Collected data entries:
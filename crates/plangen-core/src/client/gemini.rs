//! Google Gemini `generateContent` backend.

use async_trait::async_trait;
use serde::{Deserialize, Serialize};
use serde_json::Value;

use super::ClientError;
use super::backend::{CompletionBackend, StructuredRequest};

const NAME: &str = "gemini";

/// HTTP backend for the Gemini REST API.
#[derive(Debug, Clone)]
pub struct GeminiBackend {
    http: reqwest::Client,
    base_url: String,
}

impl GeminiBackend {
    pub const DEFAULT_BASE_URL: &str = "https://generativelanguage.googleapis.com";

    pub fn new(base_url: impl Into<String>) -> Self {
        Self {
            http: reqwest::Client::new(),
            base_url: base_url.into(),
        }
    }

    /// Endpoint for a model's `generateContent` method.
    pub fn endpoint(&self, model: &str) -> String {
        format!(
            "{}/v1beta/models/{model}:generateContent",
            self.base_url.trim_end_matches('/')
        )
    }
}

impl Default for GeminiBackend {
    fn default() -> Self {
        Self::new(Self::DEFAULT_BASE_URL)
    }
}

// ---------------------------------------------------------------------------
// Wire types
// ---------------------------------------------------------------------------

#[derive(Debug, Serialize)]
#[serde(rename_all = "camelCase")]
struct GenerateContentRequest<'a> {
    contents: Vec<Content<'a>>,
    generation_config: GenerationConfig<'a>,
}

#[derive(Debug, Serialize)]
struct Content<'a> {
    role: &'static str,
    parts: Vec<Part<'a>>,
}

#[derive(Debug, Serialize)]
#[serde(rename_all = "camelCase")]
enum Part<'a> {
    InlineData {
        #[serde(rename = "mimeType")]
        mime_type: &'a str,
        data: String,
    },
    Text(&'a str),
}

#[derive(Debug, Serialize)]
#[serde(rename_all = "camelCase")]
struct GenerationConfig<'a> {
    response_mime_type: &'static str,
    response_schema: &'a Value,
    #[serde(skip_serializing_if = "Option::is_none")]
    temperature: Option<f32>,
}

#[derive(Debug, Default, Deserialize)]
struct GenerateContentResponse {
    #[serde(default)]
    candidates: Vec<Candidate>,
}

#[derive(Debug, Default, Deserialize)]
struct Candidate {
    #[serde(default)]
    content: Option<CandidateContent>,
}

#[derive(Debug, Default, Deserialize)]
struct CandidateContent {
    #[serde(default)]
    parts: Vec<ReplyPart>,
}

#[derive(Debug, Default, Deserialize)]
struct ReplyPart {
    #[serde(default)]
    text: Option<String>,
}

impl GenerateContentResponse {
    /// Concatenated text parts of the first candidate.
    fn text(&self) -> String {
        self.candidates
            .first()
            .and_then(|c| c.content.as_ref())
            .map(|c| {
                c.parts
                    .iter()
                    .filter_map(|p| p.text.as_deref())
                    .collect::<String>()
            })
            .unwrap_or_default()
    }
}

/// Build the JSON body for a request. The attachment part, when present,
/// precedes the text part.
fn request_body(request: &StructuredRequest) -> GenerateContentRequest<'_> {
    let mut parts = Vec::with_capacity(2);
    if let Some(att) = &request.attachment {
        parts.push(Part::InlineData {
            mime_type: &att.mime_type,
            data: att.to_base64(),
        });
    }
    parts.push(Part::Text(&request.prompt));

    GenerateContentRequest {
        contents: vec![Content {
            role: "user",
            parts,
        }],
        generation_config: GenerationConfig {
            response_mime_type: "application/json",
            response_schema: &request.response_schema,
            temperature: request.temperature,
        },
    }
}

fn transport(e: reqwest::Error) -> ClientError {
    ClientError::Transport {
        backend: NAME.to_string(),
        message: e.to_string(),
    }
}

#[async_trait]
impl CompletionBackend for GeminiBackend {
    fn name(&self) -> &str {
        NAME
    }

    async fn complete(
        &self,
        api_key: &str,
        request: &StructuredRequest,
    ) -> Result<String, ClientError> {
        let url = self.endpoint(&request.model);
        tracing::debug!(%url, attachment = request.attachment.is_some(), "sending generateContent");

        let res = self
            .http
            .post(&url)
            .header("x-goog-api-key", api_key)
            .json(&request_body(request))
            .send()
            .await
            .map_err(transport)?;

        if !res.status().is_success() {
            let status = res.status().as_u16();
            let body = res.text().await.unwrap_or_default();
            return Err(ClientError::Service {
                backend: NAME.to_string(),
                status,
                body,
            });
        }

        let reply: GenerateContentResponse = res.json().await.map_err(transport)?;
        let text = reply.text();
        tracing::debug!(chars = text.len(), "received generateContent reply");
        Ok(text)
    }
}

* Task to complete *
Extract every line above that contains the word "contents".

* Task solution *
    contents: Vec<Content<'a>>,
        contents: vec![Content {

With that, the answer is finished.